> _What to do_:
Look for "StatusCode" in the listing below. Gather each line that contains it.

> _Records for the task_:
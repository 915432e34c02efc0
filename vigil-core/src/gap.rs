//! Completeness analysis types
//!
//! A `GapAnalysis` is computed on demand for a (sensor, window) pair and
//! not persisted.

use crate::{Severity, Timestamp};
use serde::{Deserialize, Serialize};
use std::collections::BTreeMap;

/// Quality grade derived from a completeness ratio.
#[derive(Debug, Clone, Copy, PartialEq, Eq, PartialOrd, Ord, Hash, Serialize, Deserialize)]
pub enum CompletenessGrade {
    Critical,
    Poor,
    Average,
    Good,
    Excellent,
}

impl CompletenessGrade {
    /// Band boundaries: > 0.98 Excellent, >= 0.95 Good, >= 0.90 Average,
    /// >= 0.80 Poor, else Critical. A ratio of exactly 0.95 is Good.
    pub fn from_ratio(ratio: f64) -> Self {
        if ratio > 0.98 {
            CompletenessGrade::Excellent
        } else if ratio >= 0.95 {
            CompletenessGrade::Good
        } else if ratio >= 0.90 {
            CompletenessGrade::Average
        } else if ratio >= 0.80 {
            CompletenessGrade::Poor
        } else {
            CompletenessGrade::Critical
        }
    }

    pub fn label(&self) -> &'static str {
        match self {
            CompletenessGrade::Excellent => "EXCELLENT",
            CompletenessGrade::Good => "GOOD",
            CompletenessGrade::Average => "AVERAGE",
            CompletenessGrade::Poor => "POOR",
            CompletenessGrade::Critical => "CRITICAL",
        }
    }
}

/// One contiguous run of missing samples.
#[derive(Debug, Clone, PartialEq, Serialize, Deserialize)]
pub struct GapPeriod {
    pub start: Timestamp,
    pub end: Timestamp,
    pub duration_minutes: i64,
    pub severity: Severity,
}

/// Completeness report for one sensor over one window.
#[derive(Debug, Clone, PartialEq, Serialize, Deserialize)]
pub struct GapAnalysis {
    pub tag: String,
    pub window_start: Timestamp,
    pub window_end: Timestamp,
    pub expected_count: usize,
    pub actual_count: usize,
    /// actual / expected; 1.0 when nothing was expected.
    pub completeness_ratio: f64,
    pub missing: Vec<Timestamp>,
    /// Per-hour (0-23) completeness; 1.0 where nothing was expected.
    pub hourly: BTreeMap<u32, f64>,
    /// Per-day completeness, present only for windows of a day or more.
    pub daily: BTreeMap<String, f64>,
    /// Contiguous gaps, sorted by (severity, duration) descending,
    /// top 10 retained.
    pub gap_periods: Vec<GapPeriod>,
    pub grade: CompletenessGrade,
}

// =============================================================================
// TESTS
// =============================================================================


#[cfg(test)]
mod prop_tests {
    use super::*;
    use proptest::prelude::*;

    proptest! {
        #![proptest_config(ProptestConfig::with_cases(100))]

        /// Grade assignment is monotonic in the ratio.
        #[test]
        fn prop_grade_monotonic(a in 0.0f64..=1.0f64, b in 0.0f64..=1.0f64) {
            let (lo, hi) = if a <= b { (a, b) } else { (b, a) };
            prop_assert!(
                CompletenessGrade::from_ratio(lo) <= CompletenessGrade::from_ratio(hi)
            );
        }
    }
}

* * *

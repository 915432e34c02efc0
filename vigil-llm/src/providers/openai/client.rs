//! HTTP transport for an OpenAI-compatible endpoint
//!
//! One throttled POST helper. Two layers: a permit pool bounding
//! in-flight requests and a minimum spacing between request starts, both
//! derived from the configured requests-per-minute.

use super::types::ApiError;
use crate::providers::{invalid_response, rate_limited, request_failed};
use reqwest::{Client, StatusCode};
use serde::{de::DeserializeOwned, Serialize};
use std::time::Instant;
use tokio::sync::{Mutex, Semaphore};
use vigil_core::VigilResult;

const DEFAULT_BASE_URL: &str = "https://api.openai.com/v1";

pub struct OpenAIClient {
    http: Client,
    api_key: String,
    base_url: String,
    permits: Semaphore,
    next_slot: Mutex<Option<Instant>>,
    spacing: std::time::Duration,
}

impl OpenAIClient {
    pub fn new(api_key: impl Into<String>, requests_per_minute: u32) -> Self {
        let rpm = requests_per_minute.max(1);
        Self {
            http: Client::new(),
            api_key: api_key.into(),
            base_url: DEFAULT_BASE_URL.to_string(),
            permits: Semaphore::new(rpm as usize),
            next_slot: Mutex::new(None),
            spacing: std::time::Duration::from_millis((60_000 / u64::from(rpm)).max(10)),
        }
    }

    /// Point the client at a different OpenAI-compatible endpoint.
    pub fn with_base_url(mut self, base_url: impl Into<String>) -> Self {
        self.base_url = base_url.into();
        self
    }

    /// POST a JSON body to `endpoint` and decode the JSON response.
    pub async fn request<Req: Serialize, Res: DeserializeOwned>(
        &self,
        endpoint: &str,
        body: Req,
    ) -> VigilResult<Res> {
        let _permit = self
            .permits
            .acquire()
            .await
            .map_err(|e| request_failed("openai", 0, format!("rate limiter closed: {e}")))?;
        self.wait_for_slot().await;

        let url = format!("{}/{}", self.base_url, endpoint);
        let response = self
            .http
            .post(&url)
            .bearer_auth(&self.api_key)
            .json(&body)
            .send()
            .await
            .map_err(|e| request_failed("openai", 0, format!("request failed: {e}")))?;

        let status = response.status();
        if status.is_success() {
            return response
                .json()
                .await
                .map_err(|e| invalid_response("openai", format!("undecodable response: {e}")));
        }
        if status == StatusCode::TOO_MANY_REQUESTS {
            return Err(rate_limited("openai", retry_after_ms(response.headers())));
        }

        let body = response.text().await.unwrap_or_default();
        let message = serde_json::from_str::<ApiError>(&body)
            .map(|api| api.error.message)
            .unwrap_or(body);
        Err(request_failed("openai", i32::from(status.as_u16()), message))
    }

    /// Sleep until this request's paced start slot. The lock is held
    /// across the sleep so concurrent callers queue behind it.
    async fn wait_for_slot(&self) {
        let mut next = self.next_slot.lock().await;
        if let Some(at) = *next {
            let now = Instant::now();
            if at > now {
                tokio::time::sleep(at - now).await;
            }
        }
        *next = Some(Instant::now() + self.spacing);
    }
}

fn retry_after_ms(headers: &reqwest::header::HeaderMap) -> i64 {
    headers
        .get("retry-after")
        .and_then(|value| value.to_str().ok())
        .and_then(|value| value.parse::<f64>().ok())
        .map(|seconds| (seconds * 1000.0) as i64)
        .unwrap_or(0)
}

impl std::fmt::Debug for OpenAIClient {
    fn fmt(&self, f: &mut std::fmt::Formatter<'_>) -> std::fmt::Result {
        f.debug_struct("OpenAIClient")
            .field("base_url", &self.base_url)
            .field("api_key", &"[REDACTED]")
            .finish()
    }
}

> _Solved problem_:
use reqwest::{Client, StatusCode};
        if status == StatusCode::TOO_MANY_REQUESTS {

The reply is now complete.